→ Available data
//! Drawable primitives: triangle geometry, material, and mesh.
//!
//! Geometry authoring is intentionally minimal. Callers bring their own
//! vertex data; the box and plane builders exist for placeholders and tests.

use std::sync::Arc;

use glam::{Mat4, Vec3, Vec4};

use stage_core::{Error, Result};

/// Axis-aligned bounding box.
#[derive(Clone, Copy, Debug, PartialEq)]
pub struct Aabb {
    pub min: Vec3,
    pub max: Vec3,
}

impl Aabb {
    /// Creates a new AABB from min and max corners.
    pub const fn new(min: Vec3, max: Vec3) -> Self {
        Self { min, max }
    }

    /// Smallest box containing every point; `None` for an empty set.
    pub fn from_points(points: &[Vec3]) -> Option<Self> {
        let first = *points.first()?;
        Some(points.iter().fold(Self::new(first, first), |aabb, &p| Self {
            min: aabb.min.min(p),
            max: aabb.max.max(p),
        }))
    }

    /// Returns the center point of the AABB.
    pub fn center(&self) -> Vec3 {
        (self.min + self.max) * 0.5
    }

    /// Radius of the sphere around `center()` enclosing the box.
    pub fn bounding_radius(&self) -> f32 {
        (self.max - self.min).length() * 0.5
    }

    /// Checks if a point is inside the AABB.
    pub fn contains_point(&self, point: Vec3) -> bool {
        point.cmpge(self.min).all() && point.cmple(self.max).all()
    }

    /// Box enclosing this one after transformation by `matrix`.
    pub fn transformed(&self, matrix: Mat4) -> Self {
        let corners = [
            Vec3::new(self.min.x, self.min.y, self.min.z),
            Vec3::new(self.max.x, self.min.y, self.min.z),
            Vec3::new(self.min.x, self.max.y, self.min.z),
            Vec3::new(self.max.x, self.max.y, self.min.z),
            Vec3::new(self.min.x, self.min.y, self.max.z),
            Vec3::new(self.max.x, self.min.y, self.max.z),
            Vec3::new(self.min.x, self.max.y, self.max.z),
            Vec3::new(self.max.x, self.max.y, self.max.z),
        ]
        .map(|c| matrix.transform_point3(c));
        // Eight corners, never empty.
        Self::from_points(&corners).unwrap_or(*self)
    }

    /// Slab test: distance along the ray to the box entry point (0 when
    /// the origin is inside), or `None` when the ray misses.
    pub fn ray_entry(&self, origin: Vec3, direction: Vec3) -> Option<f32> {
        let mut t_near = f32::NEG_INFINITY;
        let mut t_far = f32::INFINITY;
        for axis in 0..3 {
            let (o, d) = (origin[axis], direction[axis]);
            let (lo, hi) = (self.min[axis], self.max[axis]);
            if d == 0.0 {
                // Parallel to this slab: inside it or never.
                if o < lo || o > hi {
                    return None;
                }
                continue;
            }
            let (t1, t2) = ((lo - o) / d, (hi - o) / d);
            t_near = t_near.max(t1.min(t2));
            t_far = t_far.min(t1.max(t2));
        }
        if t_far < 0.0 || t_near > t_far {
            return None;
        }
        Some(t_near.max(0.0))
    }
}

/// Indexed triangle list.
#[derive(Clone, Debug, PartialEq)]
pub struct Geometry {
    positions: Vec<Vec3>,
    indices: Vec<u32>,
    bounds: Aabb,
}

impl Geometry {
    /// Build geometry from positions and triangle indices.
    pub fn new(positions: Vec<Vec3>, indices: Vec<u32>) -> Result<Self> {
        if indices.len() % 3 != 0 {
            return Err(Error::InvalidInput(format!(
                "index count {} is not a multiple of 3",
                indices.len()
            )));
        }
        if let Some(&bad) = indices.iter().find(|&&i| i as usize >= positions.len()) {
            return Err(Error::InvalidInput(format!(
                "index {} out of range for {} positions",
                bad,
                positions.len()
            )));
        }
        let bounds = Aabb::from_points(&positions)
            .ok_or_else(|| Error::InvalidInput("geometry needs at least one position".into()))?;
        Ok(Self {
            positions,
            indices,
            bounds,
        })
    }

    /// Axis-aligned box centered on the origin.
    pub fn cuboid(width: f32, height: f32, depth: f32) -> Self {
        let h = Vec3::new(width, height, depth) * 0.5;
        let positions = vec![
            Vec3::new(-h.x, -h.y, -h.z),
            Vec3::new(h.x, -h.y, -h.z),
            Vec3::new(h.x, h.y, -h.z),
            Vec3::new(-h.x, h.y, -h.z),
            Vec3::new(-h.x, -h.y, h.z),
            Vec3::new(h.x, -h.y, h.z),
            Vec3::new(h.x, h.y, h.z),
            Vec3::new(-h.x, h.y, h.z),
        ];
        #[rustfmt::skip]
        let indices = vec![
            4, 5, 6, 4, 6, 7, // +z
            1, 0, 3, 1, 3, 2, // -z
            5, 1, 2, 5, 2, 6, // +x
            0, 4, 7, 0, 7, 3, // -x
            7, 6, 2, 7, 2, 3, // +y
            0, 1, 5, 0, 5, 4, // -y
        ];
        Self {
            bounds: Aabb::new(-h, h),
            positions,
            indices,
        }
    }

    /// Plane in the XY plane facing +Z, centered on the origin.
    pub fn plane(width: f32, height: f32) -> Self {
        let (hw, hh) = (width * 0.5, height * 0.5);
        let positions = vec![
            Vec3::new(-hw, -hh, 0.0),
            Vec3::new(hw, -hh, 0.0),
            Vec3::new(hw, hh, 0.0),
            Vec3::new(-hw, hh, 0.0),
        ];
        Self {
            bounds: Aabb::new(Vec3::new(-hw, -hh, 0.0), Vec3::new(hw, hh, 0.0)),
            positions,
            indices: vec![0, 1, 2, 0, 2, 3],
        }
    }

    pub fn positions(&self) -> &[Vec3] {
        &self.positions
    }

    pub fn indices(&self) -> &[u32] {
        &self.indices
    }

    pub fn bounds(&self) -> Aabb {
        self.bounds
    }

    pub fn triangle_count(&self) -> usize {
        self.indices.len() / 3
    }

    /// Iterate triangles as vertex triples.
    pub fn triangles(&self) -> impl Iterator<Item = [Vec3; 3]> + '_ {
        self.indices.chunks_exact(3).map(|tri| {
            [
                self.positions[tri[0] as usize],
                self.positions[tri[1] as usize],
                self.positions[tri[2] as usize],
            ]
        })
    }
}

/// Surface appearance handed through to the raster backend.
#[derive(Debug, Clone, PartialEq)]
pub struct Material {
    /// Base color with alpha
    pub base_color: Vec4,
    /// Render and hit-test both sides of each triangle; otherwise only the
    /// counter-clockwise front faces count.
    pub double_sided: bool,
}

impl Default for Material {
    fn default() -> Self {
        Self {
            base_color: Vec4::ONE,
            double_sided: false,
        }
    }
}

impl Material {
    /// Opaque material with the given RGB color.
    pub fn color(rgb: Vec3) -> Self {
        Self {
            base_color: rgb.extend(1.0),
            ..Self::default()
        }
    }

    pub fn with_double_sided(self, double_sided: bool) -> Self {
        Self { double_sided, ..self }
    }
}

/// A drawable primitive: shared geometry plus material and shadow flags.
#[derive(Debug, Clone, PartialEq)]
pub struct Mesh {
    pub geometry: Arc<Geometry>,
    pub material: Material,
    pub cast_shadow: bool,
    pub receive_shadow: bool,
}

impl Mesh {
    pub fn new(geometry: Geometry, material: Material) -> Self {
        Self::shared(Arc::new(geometry), material)
    }

    /// Mesh reusing geometry already held elsewhere.
    pub fn shared(geometry: Arc<Geometry>, material: Material) -> Self {
        Self {
            geometry,
            material,
            cast_shadow: false,
            receive_shadow: false,
        }
    }

    pub fn with_shadows(mut self, cast: bool, receive: bool) -> Self {
        self.cast_shadow = cast;
        self.receive_shadow = receive;
        self
    }
}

→ Task item
Return all of the lines above exactly, with none omitted.

→ Output of the exercise
//! Drawable primitives: triangle geometry, material, and mesh.
//!
//! Geometry authoring is intentionally minimal. Callers bring their own
//! vertex data; the box and plane builders exist for placeholders and tests.

use std::sync::Arc;

use glam::{Mat4, Vec3, Vec4};

use stage_core::{Error, Result};

/// Axis-aligned bounding box.
#[derive(Clone, Copy, Debug, PartialEq)]
pub struct Aabb {
    pub min: Vec3,
    pub max: Vec3,
}

impl Aabb {
    /// Creates a new AABB from min and max corners.
    pub const fn new(min: Vec3, max: Vec3) -> Self {
        Self { min, max }
    }

    /// Smallest box containing every point; `None` for an empty set.
    pub fn from_points(points: &[Vec3]) -> Option<Self> {
        let first = *points.first()?;
        Some(points.iter().fold(Self::new(first, first), |aabb, &p| Self {
            min: aabb.min.min(p),
            max: aabb.max.max(p),
        }))
    }

    /// Returns the center point of the AABB.
    pub fn center(&self) -> Vec3 {
        (self.min + self.max) * 0.5
    }

    /// Radius of the sphere around `center()` enclosing the box.
    pub fn bounding_radius(&self) -> f32 {
        (self.max - self.min).length() * 0.5
    }

    /// Checks if a point is inside the AABB.
    pub fn contains_point(&self, point: Vec3) -> bool {
        point.cmpge(self.min).all() && point.cmple(self.max).all()
    }

    /// Box enclosing this one after transformation by `matrix`.
    pub fn transformed(&self, matrix: Mat4) -> Self {
        let corners = [
            Vec3::new(self.min.x, self.min.y, self.min.z),
            Vec3::new(self.max.x, self.min.y, self.min.z),
            Vec3::new(self.min.x, self.max.y, self.min.z),
            Vec3::new(self.max.x, self.max.y, self.min.z),
            Vec3::new(self.min.x, self.min.y, self.max.z),
            Vec3::new(self.max.x, self.min.y, self.max.z),
            Vec3::new(self.min.x, self.max.y, self.max.z),
            Vec3::new(self.max.x, self.max.y, self.max.z),
        ]
        .map(|c| matrix.transform_point3(c));
        // Eight corners, never empty.
        Self::from_points(&corners).unwrap_or(*self)
    }

    /// Slab test: distance along the ray to the box entry point (0 when
    /// the origin is inside), or `None` when the ray misses.
    pub fn ray_entry(&self, origin: Vec3, direction: Vec3) -> Option<f32> {
        let mut t_near = f32::NEG_INFINITY;
        let mut t_far = f32::INFINITY;
        for axis in 0..3 {
            let (o, d) = (origin[axis], direction[axis]);
            let (lo, hi) = (self.min[axis], self.max[axis]);
            if d == 0.0 {
                // Parallel to this slab: inside it or never.
                if o < lo || o > hi {
                    return None;
                }
                continue;
            }
            let (t1, t2) = ((lo - o) / d, (hi - o) / d);
            t_near = t_near.max(t1.min(t2));
            t_far = t_far.min(t1.max(t2));
        }
        if t_far < 0.0 || t_near > t_far {
            return None;
        }
        Some(t_near.max(0.0))
    }
}

/// Indexed triangle list.
#[derive(Clone, Debug, PartialEq)]
pub struct Geometry {
    positions: Vec<Vec3>,
    indices: Vec<u32>,
    bounds: Aabb,
}

impl Geometry {
    /// Build geometry from positions and triangle indices.
    pub fn new(positions: Vec<Vec3>, indices: Vec<u32>) -> Result<Self> {
        if indices.len() % 3 != 0 {
            return Err(Error::InvalidInput(format!(
                "index count {} is not a multiple of 3",
                indices.len()
            )));
        }
        if let Some(&bad) = indices.iter().find(|&&i| i as usize >= positions.len()) {
            return Err(Error::InvalidInput(format!(
                "index {} out of range for {} positions",
                bad,
                positions.len()
            )));
        }
        let bounds = Aabb::from_points(&positions)
            .ok_or_else(|| Error::InvalidInput("geometry needs at least one position".into()))?;
        Ok(Self {
            positions,
            indices,
            bounds,
        })
    }

    /// Axis-aligned box centered on the origin.
    pub fn cuboid(width: f32, height: f32, depth: f32) -> Self {
        let h = Vec3::new(width, height, depth) * 0.5;
        let positions = vec![
            Vec3::new(-h.x, -h.y, -h.z),
            Vec3::new(h.x, -h.y, -h.z),
            Vec3::new(h.x, h.y, -h.z),
            Vec3::new(-h.x, h.y, -h.z),
            Vec3::new(-h.x, -h.y, h.z),
            Vec3::new(h.x, -h.y, h.z),
            Vec3::new(h.x, h.y, h.z),
            Vec3::new(-h.x, h.y, h.z),
        ];
        #[rustfmt::skip]
        let indices = vec![
            4, 5, 6, 4, 6, 7, // +z
            1, 0, 3, 1, 3, 2, // -z
            5, 1, 2, 5, 2, 6, // +x
            0, 4, 7, 0, 7, 3, // -x
            7, 6, 2, 7, 2, 3, // +y
            0, 1, 5, 0, 5, 4, // -y
        ];
        Self {
            bounds: Aabb::new(-h, h),
            positions,
            indices,
        }
    }

    /// Plane in the XY plane facing +Z, centered on the origin.
    pub fn plane(width: f32, height: f32) -> Self {
        let (hw, hh) = (width * 0.5, height * 0.5);
        let positions = vec![
            Vec3::new(-hw, -hh, 0.0),
            Vec3::new(hw, -hh, 0.0),
            Vec3::new(hw, hh, 0.0),
            Vec3::new(-hw, hh, 0.0),
        ];
        Self {
            bounds: Aabb::new(Vec3::new(-hw, -hh, 0.0), Vec3::new(hw, hh, 0.0)),
            positions,
            indices: vec![0, 1, 2, 0, 2, 3],
        }
    }

    pub fn positions(&self) -> &[Vec3] {
        &self.positions
    }

    pub fn indices(&self) -> &[u32] {
        &self.indices
    }

    pub fn bounds(&self) -> Aabb {
        self.bounds
    }

    pub fn triangle_count(&self) -> usize {
        self.indices.len() / 3
    }

    /// Iterate triangles as vertex triples.
    pub fn triangles(&self) -> impl Iterator<Item = [Vec3; 3]> + '_ {
        self.indices.chunks_exact(3).map(|tri| {
            [
                self.positions[tri[0] as usize],
                self.positions[tri[1] as usize],
                self.positions[tri[2] as usize],
            ]
        })
    }
}

/// Surface appearance handed through to the raster backend.
#[derive(Debug, Clone, PartialEq)]
pub struct Material {
    /// Base color with alpha
    pub base_color: Vec4,
    /// Render and hit-test both sides of each triangle; otherwise only the
    /// counter-clockwise front faces count.
    pub double_sided: bool,
}

impl Default for Material {
    fn default() -> Self {
        Self {
            base_color: Vec4::ONE,
            double_sided: false,
        }
    }
}

impl Material {
    /// Opaque material with the given RGB color.
    pub fn color(rgb: Vec3) -> Self {
        Self {
            base_color: rgb.extend(1.0),
            ..Self::default()
        }
    }

    pub fn with_double_sided(self, double_sided: bool) -> Self {
        Self { double_sided, ..self }
    }
}

/// A drawable primitive: shared geometry plus material and shadow flags.
#[derive(Debug, Clone, PartialEq)]
pub struct Mesh {
    pub geometry: Arc<Geometry>,
    pub material: Material,
    pub cast_shadow: bool,
    pub receive_shadow: bool,
}

impl Mesh {
    pub fn new(geometry: Geometry, material: Material) -> Self {
        Self::shared(Arc::new(geometry), material)
    }

    /// Mesh reusing geometry already held elsewhere.
    pub fn shared(geometry: Arc<Geometry>, material: Material) -> Self {
        Self {
            geometry,
            material,
            cast_shadow: false,
            receive_shadow: false,
        }
    }

    pub fn with_shadows(mut self, cast: bool, receive: bool) -> Self {
        self.cast_shadow = cast;
        self.receive_shadow = receive;
        self
    }
}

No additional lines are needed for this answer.